Pero esta impunidad no solo está en las altas esferas. Cabe destacar que en esos juegos de poder en los que nos desenvolvemos en la sociedad, también es ventajosa la impunidad. Es el caso de un padre con su esposa e hijos (Caso Siekavizza), en el que la impunidad familiar emula la impunidad nacional, en que la figura de poder ejerce sin restricciones ni temores. En otros rubros también es ventajoso para un piloto de bus, por ejemplo, que no haya controles en las carreteras, porque así puede evadir sus responsabilidades: cobrar lo justo, conducir con precaución, poseer un seguro de vida y contra accidentes, tener la maquinaria del automóvil en buen estado, etc.

La segunda lección de To Kill a Mockingbird, que es la que más me gusta, es que a pesar de la certeza de Atticus de que no iba a ganar el caso, no por ello iba a dejar de tomarlo. En su criterio, abandonar la lucha por la justicia también es contribuir a la impunidad.

Es probable que alguna vez nos hayamos sentido así: derrotados desde antes de empezar, o bien, que creamos que la lucha no merece la pena, porque es un monstruo muy grande, imposible de vencer.
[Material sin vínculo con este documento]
//! Bounded, time-limited cache for recommendation scores.
//!
//! One provider call per `(profile, candidate)` pair per hour is the cost
//! model the scorer is built around: re-scanning the same shelf should not
//! re-bill every candidate. The cache is an explicit value injected into the
//! scorer — nothing here is process-global — so swapping it for a shared
//! or distributed cache never touches scoring logic.
//!
//! Concurrency: `DashMap` gives shard-level locking, so concurrent scans
//! read and write safely. Two scans racing on the same missing key may both
//! compute the score; that duplicate work is accepted — a torn read is not
//! possible and a lock is never held across a provider call.

use dashmap::DashMap;
use std::time::{Duration, Instant};

/// A cached `(match_score, explanation)` pair.
#[derive(Debug, Clone, PartialEq)]
pub struct CachedScore {
    pub match_score: f64,
    pub explanation: Option<String>,
}

struct Entry {
    value: CachedScore,
    inserted_at: Instant,
}

/// In-memory score cache with TTL expiry and capacity-bounded eviction.
///
/// Keys are fingerprints of (sorted profile ids, candidate id) — see
/// [`crate::score::fingerprint`] — so any change to the profile's id set
/// changes every key and implicitly invalidates the whole profile's entries.
pub struct ScoreCache {
    entries: DashMap<String, Entry>,
    capacity: usize,
    ttl: Duration,
}

impl ScoreCache {
    pub fn new(capacity: usize, ttl: Duration) -> Self {
        Self {
            entries: DashMap::new(),
            capacity: capacity.max(1),
            ttl,
        }
    }

    /// Fetch a live entry, dropping it if expired.
    pub fn get(&self, key: &str) -> Option<CachedScore> {
        let expired = match self.entries.get(key) {
            Some(entry) => {
                if entry.inserted_at.elapsed() <= self.ttl {
                    return Some(entry.value.clone());
                }
                true
            }
            None => false,
        };
        if expired {
            self.entries.remove(key);
        }
        None
    }

    /// Insert a score, evicting the oldest entry when at capacity.
    ///
    /// Eviction is a linear scan; at the default capacity of 1000 that is
    /// microseconds and not worth an ordered index.
    pub fn insert(&self, key: impl Into<String>, value: CachedScore) {
        let key = key.into();
        if self.entries.len() >= self.capacity && !self.entries.contains_key(&key) {
            self.evict_one();
        }
        self.entries.insert(
            key,
            Entry {
                value,
                inserted_at: Instant::now(),
            },
        );
    }

    pub fn len(&self) -> usize {
        self.entries.len()
    }

    pub fn is_empty(&self) -> bool {
        self.entries.is_empty()
    }

    fn evict_one(&self) {
        // Prefer dropping an expired entry; otherwise the oldest.
        let mut victim: Option<(String, Instant)> = None;
        for entry in self.entries.iter() {
            if entry.inserted_at.elapsed() > self.ttl {
                victim = Some((entry.key().clone(), entry.inserted_at));
                break;
            }
            match &victim {
                Some((_, oldest)) if entry.inserted_at >= *oldest => {}
                _ => victim = Some((entry.key().clone(), entry.inserted_at)),
            }
        }
        if let Some((key, _)) = victim {
            self.entries.remove(&key);
        }
    }
}

#[cfg(test)]
mod tests {
    use super::*;

    fn score(v: f64) -> CachedScore {
        CachedScore {
            match_score: v,
            explanation: Some("because".into()),
        }
    }

    #[test]
    fn round_trip_within_ttl() {
        let cache = ScoreCache::new(10, Duration::from_secs(60));
        cache.insert("k", score(0.8));
        assert_eq!(cache.get("k"), Some(score(0.8)));
    }

    #[test]
    fn expired_entries_miss() {
        let cache = ScoreCache::new(10, Duration::from_millis(0));
        cache.insert("k", score(0.8));
        std::thread::sleep(Duration::from_millis(5));
        assert_eq!(cache.get("k"), None);
        assert!(cache.is_empty(), "expired entry should be removed on read");
    }

    #[test]
    fn capacity_bound_holds() {
        let cache = ScoreCache::new(3, Duration::from_secs(60));
        for i in 0..10 {
            cache.insert(format!("k{i}"), score(i as f64 / 10.0));
        }
        assert!(cache.len() <= 3, "len = {}", cache.len());
    }

    #[test]
    fn reinserting_existing_key_does_not_evict_others() {
        let cache = ScoreCache::new(2, Duration::from_secs(60));
        cache.insert("a", score(0.1));
        cache.insert("b", score(0.2));
        cache.insert("a", score(0.3));
        assert_eq!(cache.len(), 2);
        assert_eq!(cache.get("a").unwrap().match_score, 0.3);
        assert!(cache.get("b").is_some());
    }

    #[test]
    fn concurrent_access_is_safe() {
        use std::sync::Arc;
        let cache = Arc::new(ScoreCache::new(100, Duration::from_secs(60)));
        let handles: Vec<_> = (0..8)
            .map(|t| {
                let cache = Arc::clone(&cache);
                std::thread::spawn(move || {
                    for i in 0..50 {
                        cache.insert(format!("k{}", i % 10), score(t as f64 / 10.0));
                        let _ = cache.get(&format!("k{}", i % 10));
                    }
                })
            })
            .collect();
        for h in handles {
            h.join().unwrap();
        }
        assert!(cache.len() <= 100);
    }
}
#[tokio::test]
async fn llm_enabled_without_providers_fails_construction() {
    let err = Scanner::with_components(
        fast_config().build().unwrap(),
        ScriptedOcr::reading(&[]),
        MapCatalog::empty(),
        ProviderChain::new(Vec::new(), None),
    )
    .err()
    .unwrap();
    assert!(matches!(err, ScanError::NoProvidersConfigured));
    assert!(err.to_string().contains("GEMINI_API_KEY"));
}

#[tokio::test]
async fn bad_uploads_are_rejected_up_front() {
    let scanner = Scanner::with_components(
        fast_config()
            .max_image_bytes(2048)
            .llm_enabled(false)
            .build()
            .unwrap(),
        ScriptedOcr::reading(&[]),
        MapCatalog::empty(),
        ProviderChain::new(Vec::new(), None),
    )
    .unwrap();

    let err = scanner
        .scan(&vec![0u8; 5000], "image/png", &[])
        .await
        .err()
        .unwrap();
    assert!(matches!(err, ScanError::ImageTooLarge { .. }));

    let err = scanner
        .scan(b"plainly not pixels", "text/plain", &[])
        .await
        .err()
        .unwrap();
    assert!(matches!(err, ScanError::InvalidImage { .. }));

    let err = scanner.scan(&[1, 2, 3], "image/png", &[]).await.err().unwrap();
    assert!(matches!(err, ScanError::InvalidImage { .. }));
}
Pero como bien lo dijo el abogado de la novela: “El hecho de que hayamos perdido cien años antes de empezar no es motivo para que no intentemos vencer”.

Es necesario, pues, que asumamos una postura a favor de la víctima, más que a favor del acusado, pero como una propuesta solidaria ante la vida, porque de la noche a la mañana las leyes no cambiarán ni los jueces tomarán nuevos criterios a favor de las víctimas, y aunque llevemos perdidos cien o quinientos años, que ello no sea motivo para que queramos revertir esa historia de impunidad.